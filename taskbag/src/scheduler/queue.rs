use std::collections::VecDeque;
use std::fmt;
use std::sync::{Mutex, MutexGuard};

use crate::task::TaskDescriptor;

/// The bag of tasks: a FIFO of pending descriptors behind one mutex.
///
/// Every operation holds the lock only for its own duration. There is no
/// blocking pop; consumers re-check emptiness in their own loop.
///
/// # Guarantees
/// - Descriptors are dequeued in the order they were pushed
/// - A descriptor is handed to at most one caller of `try_pop_front`
/// - Completion order across workers is not ordered by the queue
#[derive(Default)]
pub struct TaskQueue {
    tasks: Mutex<VecDeque<TaskDescriptor>>,
}

impl fmt::Debug for TaskQueue {
    fn fmt(&self, f: &mut fmt::Formatter<'_>) -> fmt::Result {
        f.debug_struct("TaskQueue")
            .field("len", &self.len())
            .finish()
    }
}

impl TaskQueue {
    pub fn new() -> Self {
        Self::default()
    }

    // A panic while holding the lock cannot leave the deque half-updated.
    fn lock(&self) -> MutexGuard<'_, VecDeque<TaskDescriptor>> {
        self.tasks.lock().unwrap_or_else(|poisoned| poisoned.into_inner())
    }

    /// Appends a descriptor at the back of the queue
    pub fn push_back(&self, task: TaskDescriptor) {
        self.lock().push_back(task);
    }

    /// Removes the oldest descriptor, or returns `None` when the queue is empty
    pub fn try_pop_front(&self) -> Option<TaskDescriptor> {
        self.lock().pop_front()
    }

    /// Like [`try_pop_front`](Self::try_pop_front), but runs `claim` on the
    /// descriptor before the queue lock is released
    pub fn try_pop_front_with<F>(&self, claim: F) -> Option<TaskDescriptor>
    where
        F: FnOnce(&TaskDescriptor),
    {
        let mut tasks = self.lock();
        let task = tasks.pop_front()?;
        claim(&task);
        Some(task)
    }

    /// Snapshot of the queue length; may change as soon as it is returned
    pub fn len(&self) -> usize {
        self.lock().len()
    }

    pub fn is_empty(&self) -> bool {
        self.lock().is_empty()
    }

    /// Whether a pending descriptor calls `function`
    pub fn contains_function(&self, function: &str) -> bool {
        self.lock().iter().any(|task| task.function() == function)
    }
}
// Logging for taskbag
//
// The runtime logs through `tracing`. Nothing is printed until the host
// installs a subscriber; this module offers ready-made ones.
//
// # Usage Examples
//
// ## Basic Initialization
//
// ```rust
// use taskbag::logging;
//
// // INFO level, console output
// logging::init(logging::LogConfig::default());
// ```
//
// ## Development / Production
//
// ```rust
// use taskbag::logging;
//
// // DEBUG level, worker transitions at TRACE, file/line info
// logging::init_development();
//
// // or: INFO level, JSON lines for log aggregators
// logging::init_production();
// ```
//
// ## File Logging
//
// ```rust
// use taskbag::logging;
//
// logging::init_with_file(logging::LogConfig::default(), "/var/log/taskbag/run.log").unwrap();
// ```
//
// ## Span Macros
//
// Workers enter a `worker` span for their whole life and a `task` span per
// task, so every event emitted by a task carries the worker id and the
// function name:
//
// ```rust
// let span = taskbag::task_span!("integrate", 3);
// let _guard = span.enter();
// ```

use std::fs::OpenOptions;
use std::io;
use std::path::{Path, PathBuf};
use std::sync::Once;

use tracing::{Level, Subscriber};
use tracing_subscriber::{fmt, prelude::*, EnvFilter};

/// Configuration for the logging system
#[derive(Debug, Clone)]
pub struct LogConfig {
    /// Minimum log level to display
    pub level: Level,
    /// Whether to use JSON format for logs
    pub json_format: bool,
    /// Whether to include file and line information
    pub show_file_line: bool,
    /// Whether to include thread name/id; worker threads are named after
    /// their worker id
    pub show_thread_info: bool,
    /// Whether to include timestamps
    pub show_time: bool,
    /// Target filter expressions (format: "target=level,target2=level2,...")
    pub target_filters: Option<String>,
}

impl Default for LogConfig {
    fn default() -> Self {
        Self {
            level: Level::INFO,
            json_format: false,
            show_file_line: true,
            show_thread_info: true,
            show_time: true,
            target_filters: None,
        }
    }
}

// Only the first initialization takes effect
static INIT: Once = Once::new();

fn env_filter(config: &LogConfig) -> EnvFilter {
    let mut filter = EnvFilter::from_default_env().add_directive(config.level.into());
    if let Some(filters) = &config.target_filters {
        for directive in filters.split(',').filter_map(|f| f.trim().parse().ok()) {
            filter = filter.add_directive(directive);
        }
    }
    filter
}

/// Installs the global subscriber described by `config`.
///
/// Safe to call more than once; later calls are ignored.
pub fn init(config: LogConfig) {
    INIT.call_once(|| {
        let registry = tracing_subscriber::registry().with(env_filter(&config));

        let subscriber: Box<dyn Subscriber + Send + Sync> = match (config.json_format, config.show_time) {
            (true, _) => Box::new(registry.with(fmt::layer().json().flatten_event(true))),
            (false, true) => Box::new(registry.with(
                fmt::layer()
                    .with_ansi(atty::is(atty::Stream::Stdout))
                    .with_file(config.show_file_line)
                    .with_line_number(config.show_file_line)
                    .with_thread_names(config.show_thread_info)
                    .with_thread_ids(config.show_thread_info),
            )),
            (false, false) => Box::new(registry.with(
                fmt::layer()
                    .without_time()
                    .with_ansi(atty::is(atty::Stream::Stdout))
                    .with_file(config.show_file_line)
                    .with_line_number(config.show_file_line)
                    .with_thread_names(config.show_thread_info)
                    .with_thread_ids(config.show_thread_info),
            )),
        };

        set_global_subscriber(subscriber);
    });
}

fn set_global_subscriber<S>(subscriber: S)
where
    S: Subscriber + Send + Sync + 'static,
{
    if let Err(err) = tracing::subscriber::set_global_default(subscriber) {
        eprintln!("Error setting global tracing subscriber: {}", err);
    }
}

/// Opens `path` for appending, creating it if needed
pub fn file_writer(path: &Path) -> io::Result<Box<dyn io::Write + Send + Sync + 'static>> {
    let file = OpenOptions::new().create(true).append(true).open(path)?;
    Ok(Box::new(file))
}

/// Logs to the console and to `log_file`. File output is always plain text
/// with file/line and thread information.
///
/// The file is opened once up front so a bad path is reported here rather
/// than swallowed by the writer.
pub fn init_with_file(config: LogConfig, log_file: impl AsRef<Path>) -> io::Result<()> {
    let path: PathBuf = log_file.as_ref().to_path_buf();
    drop(file_writer(&path)?);

    INIT.call_once(|| {
        let console_layer = fmt::layer()
            .with_ansi(atty::is(atty::Stream::Stdout))
            .with_file(config.show_file_line)
            .with_line_number(config.show_file_line)
            .with_thread_names(config.show_thread_info)
            .with_thread_ids(config.show_thread_info);

        let file_layer = fmt::layer()
            .with_ansi(false)
            .with_writer(move || match file_writer(&path) {
                Ok(writer) => writer,
                Err(_) => Box::new(io::stderr()),
            })
            .with_file(true)
            .with_line_number(true)
            .with_thread_names(true)
            .with_thread_ids(true);

        let subscriber = tracing_subscriber::registry()
            .with(env_filter(&config))
            .with(console_layer)
            .with(file_layer);

        set_global_subscriber(subscriber);
    });

    Ok(())
}

/// DEBUG level, worker and queue transitions at TRACE, colored output with
/// file/line and thread information.
pub fn init_development() {
    init(LogConfig {
        level: Level::DEBUG,
        json_format: false,
        show_file_line: true,
        show_thread_info: true,
        show_time: true,
        target_filters: Some("taskbag=debug,taskbag::scheduler=trace".to_string()),
    });
}

/// INFO level JSON lines without file/line information.
pub fn init_production() {
    init(LogConfig {
        level: Level::INFO,
        json_format: true,
        show_file_line: false,
        show_thread_info: true,
        show_time: true,
        target_filters: None,
    });
}

/// WARN level, compact plain output for test runs.
pub fn init_test() {
    init(LogConfig {
        level: Level::WARN,
        json_format: false,
        show_file_line: true,
        show_thread_info: false,
        show_time: false,
        target_filters: None,
    });
}

/// The current dispatcher, for threads that should log with the same
/// configuration as their parent.
#[inline]
pub fn current_subscriber() -> tracing::Dispatch {
    tracing::dispatcher::get_default(|d| d.clone())
}

/// Span covering the life of a worker thread
#[macro_export]
macro_rules! worker_span {
    ($worker:expr) => {
        tracing::info_span!("worker", id = $worker)
    };
    ($worker:expr, $($fields:tt)*) => {
        tracing::info_span!("worker", id = $worker, $($fields)*)
    };
}

/// Span covering the execution of one task
///
/// ```rust
/// let span = taskbag::task_span!("integrate", 0, call = "r = integrate(a, b)");
/// let _guard = span.enter();
/// ```
#[macro_export]
macro_rules! task_span {
    ($function:expr, $worker:expr) => {
        tracing::debug_span!("task", function = $function, worker = $worker)
    };
    ($function:expr, $worker:expr, $($fields:tt)*) => {
        tracing::debug_span!("task", function = $function, worker = $worker, $($fields)*)
    };
}

/// Log the end of a task with its invocation status
#[macro_export]
macro_rules! log_task {
    ($function:expr, $status:expr) => {
        tracing::debug!(function = $function, status = $status, "Task finished");
    };
    ($function:expr, $status:expr, $($fields:tt)*) => {
        tracing::debug!(function = $function, status = $status, $($fields)*, "Task finished");
    };
}

/// Log worker pool lifecycle events
#[macro_export]
macro_rules! log_pool {
    ($coordinator:expr, $event:expr, $workers:expr) => {
        tracing::info!(coordinator = %$coordinator, event = $event, workers = $workers, "Worker pool {}", $event);
    };
}

/// Log error events
///
/// ```rust
/// let error = std::io::Error::new(std::io::ErrorKind::NotFound, "script not found");
/// taskbag::log_error!(error, path = "model.lua");
/// ```
#[macro_export]
macro_rules! log_error {
    ($error:expr) => {
        tracing::error!(error = %$error);
    };
    ($error:expr, $($fields:tt)*) => {
        tracing::error!(error = %$error, $($fields)*);
    };
}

+---+

- Task details
Looking back over the listing above, how many lines include the word "WARN"? Give the number and nothing more.

- Task solution
2